Online Media Break Gore-for-Smut Story
La Republica and Corriere della Serra, two of Italy's top dailies, reported in August about an online "gallery of horrors" -- photos of mutilated Iraqis and Afghans that U.S. soldiers had posted on the Internet in return for access to a pornographic Web site. The story, which was first circulated by a 20-year old Italian blogger who calls himself Staib, drew no interest from English-language news organizations. Once upon a time, the story would have died then and there.
But Staib's story was picked up by Helena Cobban, a journalist and blogger in Charlottesville, Va., and then by University of North Carolina law professor-blogger Eric Muller, who wondered if Staib's claims could amount to "The Next Abu Ghraib?"
Conservative maverick blogger Andrew Sullivan commented on the story on Sept. 18. Two days later, Mark Glaser of the Online Journalism Review followed up with a story quoting Christopher Wilson, proprietor of the porn site allegedly involved (whose name includes a four letter word and won't be published or linked to here).

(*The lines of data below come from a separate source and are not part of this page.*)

//! Submission throttling.
//!
//! Submissions throttle per `repo:workflow` key. Each key carries a
//! per-second token bucket whose capacity is the configured burst, plus a
//! fixed per-minute window counter. Admission consumes from both or
//! neither.

use std::collections::HashMap;
use std::time::{Duration, Instant};
use tokio::sync::Mutex;
use tokio::time::sleep;

use crate::domain::models::ThrottlingConfig;

/// Tolerance for accumulated float error in token refill.
const TOKEN_EPSILON: f64 = 1e-9;

/// A token bucket with continuous refill.
#[derive(Debug, Clone, Copy)]
struct Bucket {
    tokens: f64,
    capacity: f64,
    /// Tokens added per second.
    refill_rate: f64,
    last_refill: Instant,
}

impl Bucket {
    fn new(capacity: f64, refill_rate: f64, now: Instant) -> Self {
        Self {
            tokens: capacity,
            capacity,
            refill_rate,
            last_refill: now,
        }
    }

    fn refill(&mut self, now: Instant) {
        let elapsed = now.duration_since(self.last_refill).as_secs_f64();
        self.tokens = (self.tokens + elapsed * self.refill_rate).min(self.capacity);
        self.last_refill = now;
    }

    fn has_token(&self) -> bool {
        self.tokens >= 1.0 - TOKEN_EPSILON
    }

    /// Seconds until one token is available, assuming refill was just run.
    fn wait_secs(&self) -> f64 {
        if self.has_token() {
            0.0
        } else {
            (1.0 - self.tokens) / self.refill_rate
        }
    }
}

/// Per-key throttle state.
#[derive(Debug, Clone, Copy)]
struct KeyState {
    second: Bucket,
    minute_window_start: Instant,
    minute_count: u32,
    last_seen: Instant,
}

/// Throttles submissions per `(repository, workflow)` key.
pub struct Throttle {
    config: ThrottlingConfig,
    keys: Mutex<HashMap<String, KeyState>>,
}

impl Throttle {
    /// Idle keys older than this are pruned on access.
    const IDLE_EVICTION: Duration = Duration::from_secs(600);

    const MINUTE_WINDOW: Duration = Duration::from_secs(60);

    pub fn new(config: ThrottlingConfig) -> Self {
        Self {
            config,
            keys: Mutex::new(HashMap::new()),
        }
    }

    fn make_state(&self, now: Instant) -> KeyState {
        KeyState {
            second: Bucket::new(
                f64::from(self.config.burst.max(1)),
                f64::from(self.config.requests_per_second.max(1)),
                now,
            ),
            minute_window_start: now,
            minute_count: 0,
            last_seen: now,
        }
    }

    /// Non-blocking admission check.
    pub async fn try_acquire(&self, key: &str) -> bool {
        self.try_acquire_at(key, Instant::now()).await
    }

    async fn try_acquire_at(&self, key: &str, now: Instant) -> bool {
        let rpm = self.config.requests_per_minute;
        let mut keys = self.keys.lock().await;
        if keys.len() > 4096 {
            keys.retain(|_, s| now.duration_since(s.last_seen) < Self::IDLE_EVICTION);
        }
        let state = keys
            .entry(key.to_string())
            .or_insert_with(|| self.make_state(now));
        state.last_seen = now;
        state.second.refill(now);
        if now.duration_since(state.minute_window_start) >= Self::MINUTE_WINDOW {
            state.minute_window_start = now;
            state.minute_count = 0;
        }

        if state.second.has_token() && state.minute_count < rpm {
            state.second.tokens -= 1.0;
            state.minute_count += 1;
            true
        } else {
            false
        }
    }

    /// Wait until admission succeeds, then consume.
    pub async fn acquire(&self, key: &str) {
        loop {
            let wait = {
                let rpm = self.config.requests_per_minute;
                let mut keys = self.keys.lock().await;
                let now = Instant::now();
                let state = keys
                    .entry(key.to_string())
                    .or_insert_with(|| self.make_state(now));
                state.last_seen = now;
                state.second.refill(now);
                if now.duration_since(state.minute_window_start) >= Self::MINUTE_WINDOW {
                    state.minute_window_start = now;
                    state.minute_count = 0;
                }
                if state.second.has_token() && state.minute_count < rpm {
                    state.second.tokens -= 1.0;
                    state.minute_count += 1;
                    return;
                }
                let minute_wait = if state.minute_count >= rpm {
                    (Self::MINUTE_WINDOW
                        .saturating_sub(now.duration_since(state.minute_window_start)))
                    .as_secs_f64()
                } else {
                    0.0
                };
                state.second.wait_secs().max(minute_wait)
            };
            sleep(Duration::from_secs_f64(wait.max(0.005))).await;
        }
    }

    /// Admissions immediately available for a key, for reporting.
    pub async fn available(&self, key: &str) -> f64 {
        let mut keys = self.keys.lock().await;
        let now = Instant::now();
        match keys.get_mut(key) {
            Some(state) => {
                state.second.refill(now);
                let minute_left =
                    f64::from(self.config.requests_per_minute.saturating_sub(state.minute_count));
                state.second.tokens.min(minute_left)
            }
            None => f64::from(self.config.burst),
        }
    }
}

#[cfg(test)]
mod tests {
    use super::*;

    fn config(rps: u32, rpm: u32, burst: u32) -> ThrottlingConfig {
        ThrottlingConfig {
            requests_per_second: rps,
            requests_per_minute: rpm,
            burst,
        }
    }

    #[tokio::test]
    async fn test_burst_admitted_immediately() {
        let throttle = Throttle::new(config(10, 600, 20));
        let now = Instant::now();
        let mut admitted = 0;
        for _ in 0..30 {
            if throttle.try_acquire_at("acme/web:build", now).await {
                admitted += 1;
            }
        }
        assert_eq!(admitted, 20);
    }

    #[tokio::test]
    async fn test_saturated_second_window_admits_exactly_rps() {
        let throttle = Throttle::new(config(10, 6000, 10));
        let start = Instant::now();

        // Drain the initial burst.
        for _ in 0..10 {
            assert!(throttle.try_acquire_at("k", start).await);
        }
        assert!(!throttle.try_acquire_at("k", start).await);

        // Over the next full second, saturated arrivals admit exactly rps.
        let mut admitted = 0;
        for ms in 1..=1000u64 {
            let at = start + Duration::from_millis(ms);
            if throttle.try_acquire_at("k", at).await {
                admitted += 1;
            }
        }
        assert_eq!(admitted, 10);
    }

    #[tokio::test]
    async fn test_throttled_burst_scenario() {
        // rps=10, rpm=60, burst=20. 120 submissions at once admit 20; the
        // retried remainder admits 40 more across the minute; 60 reject.
        let throttle = Throttle::new(config(10, 60, 20));
        let start = Instant::now();

        let mut admitted_at_once = 0;
        for _ in 0..120 {
            if throttle.try_acquire_at("acme/web:build", start).await {
                admitted_at_once += 1;
            }
        }
        assert_eq!(admitted_at_once, 20);

        // Keep retrying every 100ms for the remainder of the minute window.
        let mut admitted_later = 0;
        for ms in (100..60_000u64).step_by(100) {
            let at = start + Duration::from_millis(ms);
            if throttle.try_acquire_at("acme/web:build", at).await {
                admitted_later += 1;
            }
        }
        assert_eq!(admitted_later, 40);
    }

    #[tokio::test]
    async fn test_minute_window_resets() {
        let throttle = Throttle::new(config(100, 2, 100));
        let start = Instant::now();
        assert!(throttle.try_acquire_at("k", start).await);
        assert!(throttle.try_acquire_at("k", start).await);
        assert!(!throttle.try_acquire_at("k", start).await);

        let next_window = start + Duration::from_secs(61);
        assert!(throttle.try_acquire_at("k", next_window).await);
    }

    #[tokio::test]
    async fn test_keys_are_independent() {
        let throttle = Throttle::new(config(10, 600, 1));
        let now = Instant::now();
        assert!(throttle.try_acquire_at("a:build", now).await);
        assert!(!throttle.try_acquire_at("a:build", now).await);
        // A different key still has its own burst.
        assert!(throttle.try_acquire_at("b:build", now).await);
    }

    #[tokio::test]
    async fn test_acquire_waits_for_refill() {
        let throttle = Throttle::new(config(20, 6000, 1));
        throttle.acquire("k").await;

        let start = Instant::now();
        throttle.acquire("k").await;
        let elapsed = start.elapsed();
        // One token at 20/s arrives in ~50ms.
        assert!(elapsed >= Duration::from_millis(30));
        assert!(elapsed < Duration::from_millis(500));
    }
}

Wilson defended the gory pictures allegedly obtained from U.S. soldiers in Iraq by saying, "I see pictures taken by CNN and the mainstream media, and they all put their own slant on what they report and what they show. To me, this is from the soldier's slant."
On Wednesday, Chris Thompson, columnist for the East Bay Express, a weekly in Berkeley, Calif., followed up with this story -- "U.S. Soldiers Swap Gore for Porn." Wilson told Thompson that European reporters had predicted the U.S. media wouldn't pick up on the story because "it's such a sore spot. ... It raises too many ethical questions. ... I started to laugh, because it's true."
By then the U.S. Army announced an investigation and the story could be ignored no more. The New York Times, The Washington Post and other large news organizations followed up on Staib's claims. It was a classic example of how the Internet empowers interested individuals to collectively force governments and the mainstream media (MSM in bloggers' shorthand) to pay attention to stories they believe MSM would otherwise ignore.
So far, the American MSM coverage of the gore-for-porn story is less complete than what is available in the international online media.
On Thursday, for example, the New York Times reported that the Army had found "no evidence to prove" that U.S. military personnel had traded photos of mutilated Iraqis for pornography. In fact, as The Washington Post reported, an Army spokesman had said something rather different -- that the probe found "insufficient evidence to pursue criminal charges." The Australian, flagship of Rupert Murdoch's media empire, used a Reuters piece that reported the spokesman said "there was insufficient evidence of a felony crime to warrant a criminal investigation."
Andrew Brown of the Guardian of London reported what the American news sites did not -- specific descriptions of some of the images that the U.S. soldiers submitted. He called it "the new pornography of war." For example: "A burnt and crumpled Arab face rests in a blue kitchen bowl. It doesn't look as if the back of the head is there, but it's impossible to be sure because everything behind the eyes is hidden in a pool of blood and everything below the jaw is missing."
"There's some dispute about whether all of the pictures are real," Brown wrote, "but it seems beyond doubt that most of the posters claiming to be soldiers actually are, not least because the American Army tries to stop its soldiers accessing the site and posting captions like this: '... an Iraqi driver and passenger that tried to run a checkpoint during the first part of OIF [Operation Iraqi Freedom]. The bad thing about shooting them is that we have to clean it up. The car was shot at with 5.56mm and 7.62 mm rounds. The 7.62 did his head' - but the viewer must take on trust that the head existed.'"
Brown said some of the pictures are "far worse" than any taken at Abu Ghraib. "But they show the same tangle of lust for flesh, power and killing."
Aljazeera.net suggested the story's political implications have yet to be felt in the Middle East. "It is pictures such as 'Cooked Iraqi' -- showing a group of smiling US soldiers standing over the charred remains of an Iraqi -- that may spell trouble for the Bush administration." Pentagon spokesman Navy Lt. Cmdr. Joe Carpenter told the Web site of the Arab cable news network that "these are disgusting images and it is disgraceful that they are on the Web." He reiterated that the Army had not found evidence of a "felony" but said the U.S. armed forces might still take action.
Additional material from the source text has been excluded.